PETALING JAYA: Private healthcare players are cautiously supportive of Malaysia’s proposed Medical and Health Insurance/Takaful (MHIT) framework, but warn that affordability reforms must not come at the expense of treatment quality, specialist access or patient flexibility.
The Malaysian Medical Association (MMA) said that while it supports the intent behind MHIT, any cost-sharing structures involving deductibles or co-payments must be carefully designed to avoid discouraging patients from seeking treatment.
MMA president Datuk Dr Thirunavukarasu Rajoo said there is a real risk that patients may delay treatment or skip follow-ups due to concerns over out-of-pocket costs.
“Delayed care often means more serious illness later.”

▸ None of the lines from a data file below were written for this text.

use crate::rules::visitor;
use crate::rules::{Diagnostic, Severity};
use crate::semantics::symbols::SymbolTable;
use crate::semantics::syntax;
use crate::Config;
use std::path::Path;
use tree_sitter::{Node, Tree};

/// Context passed to rules during analysis
pub struct AnalysisContext<'a> {
    pub file_path: &'a Path,
    pub source: &'a str,
    pub tree: &'a Tree,
    pub config: &'a Config,
    pub symbols: SymbolTable<'a>,
    invocations: Vec<Node<'a>>,
}

impl<'a> AnalysisContext<'a> {
    pub fn new(file_path: &'a Path, source: &'a str, tree: &'a Tree, config: &'a Config) -> Self {
        let root = tree.root_node();
        let symbols = SymbolTable::build(root, source, config);
        let invocations = visitor::descendants_of_kind(root, "invocation_expression");
        Self {
            file_path,
            source,
            tree,
            config,
            symbols,
            invocations,
        }
    }

    /// Root node of the parsed file.
    pub fn root(&self) -> Node<'a> {
        self.tree.root_node()
    }

    /// Every `invocation_expression` in the file, in source order.
    pub fn invocations(&self) -> &[Node<'a>] {
        &self.invocations
    }

    /// Source text of `node`.
    pub fn text(&self, node: Node<'_>) -> &'a str {
        syntax::text(node, self.source)
    }

    /// Get 1-indexed line and column for a byte offset
    pub fn line_col(&self, offset: usize) -> (usize, usize) {
        let mut line = 1;
        let mut col = 1;
        for (i, c) in self.source.char_indices() {
            if i >= offset {
                break;
            }
            if c == '\n' {
                line += 1;
                col = 1;
            } else {
                col += 1;
            }
        }
        (line, col)
    }

    /// Get the source line at the given line number (1-indexed)
    pub fn get_line(&self, line_num: usize) -> Option<&'a str> {
        self.source.lines().nth(line_num.saturating_sub(1))
    }

    /// Build a diagnostic spanning `node`.
    pub fn diagnostic(
        &self,
        rule_id: &'static str,
        severity: Severity,
        node: Node<'_>,
        message: impl Into<String>,
    ) -> Diagnostic {
        let start = node.start_position();
        let end = node.end_position();
        Diagnostic {
            rule_id,
            severity,
            message: message.into(),
            file_path: self.file_path.to_path_buf(),
            line: start.row + 1,
            column: start.column + 1,
            end_line: Some(end.row + 1),
            end_column: Some(end.column + 1),
            suggestion: None,
            fix: None,
        }
    }
}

He added that older Malaysians would likely be hit hardest as they tend to require more frequent consultations, chronic disease management and specialist care despite being on lower or fixed incomes.
“Any co-payment or deductible system must include safeguards. Premium structures and policy terms must remain transparent and predictable so that patients can make informed decisions.”
Reforms should focus on addressing the root causes of medical inflation instead of merely shifting costs to patients, he noted.
“Malaysia needs a balanced approach that protects both affordability and access to care.
“Any insurance reform must include consumer protection so that patients are not deterred from seeking timely, appropriate treatment because of cost.”
Association of Private Hospitals Malaysia (APHM) president Datuk Dr Kuljit Singh said one of the key concerns surrounding MHIT’s proposed tier and package-based financing model is the wide variation in patient conditions and treatment complexity.
“A relatively healthy young patient may require very different care compared to an older patient with multiple chronic illnesses, even for the same condition.”
Dr Kuljit said these differences naturally affect treatment complexity, resource usage and costs.
He said APHM is calling for a value-based healthcare model, where pricing frameworks remain flexible enough to account for clinical differences without compromising quality of care or future investments.
It is still too early to determine how MHIT would affect private healthcare utilisation patterns, hospital participation or affordability outcomes, he added.
“We will need to observe its implementation first to properly evaluate its effectiveness.”